The bank added that it was confident that the pace of depreciation would continue to be slower as the country’s external payment position remained strong.
The statement was to communicate the MPC’s decision on the policy rate after concluding its regular meeting.
The bank increased the rate by 100 basis points to 14.5 per cent, citing the need to respond to significant inflationary risks and the pressure on the currency.
The bank said at the end of october, gross international reserves stood at us$10.8 billion, equivalent to 4.9 months of import cover, compared with us$8.6 billion, representing four months of import cover at the end of december 2020.
“The strong reserve position provided some buffers for the local currency despite pressures in the third quarter due to strong foreign exchange demand from the corporate sector, importers and offshore investors. Cumulatively, while the cedi depreciated by 2.6 and 1.1 per cent against the us dollar and british pound respectively in the year-to-november 17, 2021, the cedi appreciated by 5.6 per cent against the euro”.
“In the same period of 2020, the ghana cedi recorded depreciations of 3.1, 3.3 , and 8.3 per cent against the us dollar, the British pound and the euro, respectively,” it said.
The gross reserves have been funded largely by eurobond sales, the cocoa syndicated loan and special donor and institutional supports to the country to contain covid-19 and its effects.
Thus, the plan to sweep about three quarters of the country’s allocation from the International Monetary Fund’s (IMF) increased capitalisation to finance next year’s budget could impact the buffer levels.
The finance minister, mr ken ofori-atta, said in the budget presentation that of the us$1 billion that was allocated to the country as its share of the imf’s increased Special Drawing Rights (SDR) in August this year, the equivalent of GH¢4.5 billion would be used to plug the gap.

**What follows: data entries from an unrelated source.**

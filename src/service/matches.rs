//! Match service.
//!
//! Schedules matches and records final results. Completed results are
//! immutable: a second score report for the same match is rejected.

use sea_orm::DatabaseConnection;
use tracing::warn;

use crate::{
    data::{matches::MatchRepository, season::SeasonRepository, team::TeamRepository},
    error::AppError,
    model::matches::{CreateMatchParams, Match, ReportScoreParams},
};

pub struct MatchService<'a> {
    db: &'a DatabaseConnection,
}

impl<'a> MatchService<'a> {
    pub fn new(db: &'a DatabaseConnection) -> Self {
        Self { db }
    }

    /// Schedules a new match between two distinct teams.
    ///
    /// # Returns
    /// - `Ok(Match)`: The scheduled match
    /// - `Err(AppError::BadRequest)`: Both sides are the same team
    /// - `Err(AppError::NotFound)`: Unknown season or team
    pub async fn create(&self, params: CreateMatchParams) -> Result<Match, AppError> {
        if params.home_team_id == params.away_team_id {
            return Err(AppError::BadRequest(
                "A match needs two distinct teams".to_string(),
            ));
        }

        SeasonRepository::new(self.db)
            .get_by_id(params.season_id)
            .await?
            .ok_or_else(|| AppError::NotFound("Season not found".to_string()))?;

        let team_repo = TeamRepository::new(self.db);
        for team_id in [params.home_team_id, params.away_team_id] {
            team_repo
                .get_by_id(team_id)
                .await?
                .ok_or_else(|| AppError::NotFound(format!("Team {} not found", team_id)))?;
        }

        let created = MatchRepository::new(self.db).create(params).await?;

        Match::from_entity(created)
            .map_err(|err| AppError::InternalError(format!("Created match failed to parse: {err}")))
    }

    /// Records a final score and completes the match.
    ///
    /// # Returns
    /// - `Ok(Match)`: The completed match
    /// - `Err(AppError::BadRequest)`: Negative score, or result already recorded
    /// - `Err(AppError::NotFound)`: No such match
    pub async fn report_score(&self, params: ReportScoreParams) -> Result<Match, AppError> {
        if params.home_score < 0 || params.away_score < 0 {
            return Err(AppError::BadRequest(
                "Scores must be non-negative".to_string(),
            ));
        }

        let repo = MatchRepository::new(self.db);

        repo.get_by_id(params.id)
            .await?
            .ok_or_else(|| AppError::NotFound("Match not found".to_string()))?;

        let updated = repo.report_score(params.clone()).await?;
        if updated == 0 {
            return Err(AppError::BadRequest(
                "Match result has already been recorded".to_string(),
            ));
        }

        let completed = repo
            .get_by_id(params.id)
            .await?
            .ok_or_else(|| AppError::NotFound("Match not found after update".to_string()))?;

        Match::from_entity(completed)
            .map_err(|err| AppError::InternalError(format!("Updated match failed to parse: {err}")))
    }

    /// Gets paginated matches for a season.
    ///
    /// Rows with unrecognized status strings are skipped.
    pub async fn paginated_by_season(
        &self,
        season_id: i32,
        page: u64,
        per_page: u64,
    ) -> Result<(Vec<Match>, u64), AppError> {
        SeasonRepository::new(self.db)
            .get_by_id(season_id)
            .await?
            .ok_or_else(|| AppError::NotFound("Season not found".to_string()))?;

        let (rows, total) = MatchRepository::new(self.db)
            .get_paginated_by_season(season_id, page, per_page)
            .await?;

        let matches = rows
            .into_iter()
            .filter_map(|row| {
                let id = row.id;
                match Match::from_entity(row) {
                    Ok(m) => Some(m),
                    Err(err) => {
                        warn!("Skipping match {}: {}", id, err);
                        None
                    }
                }
            })
            .collect();

        Ok((matches, total))
    }
}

Although the move is part of efforts to lift pressure on borrowing, especially from foreign sources and rein in the debt and deficit levels, it will reduce the reserves by about US$750 million.
Already, bog noted in the november mpc statement that the country’s sovereign bond spreads widened markedly over the past two months as investor sentiments shifted based on fiscal and debt sustainability concerns.
That, it said prompted some sell-offs by investors with spillovers on the domestic foreign exchange market.
“This triggered some currency pressures in the past two months as demand for the us dollar increased. However, the adequate reserve levels provided some buffers and supported a much slower depreciation pace compared with pre-pandemic levels”.
“In the outlook, the committee is of the view that the strong reserve buffer level should provide some assurance to the market and help abate investor concerns, as the country’s external payment position remains strong,” it added.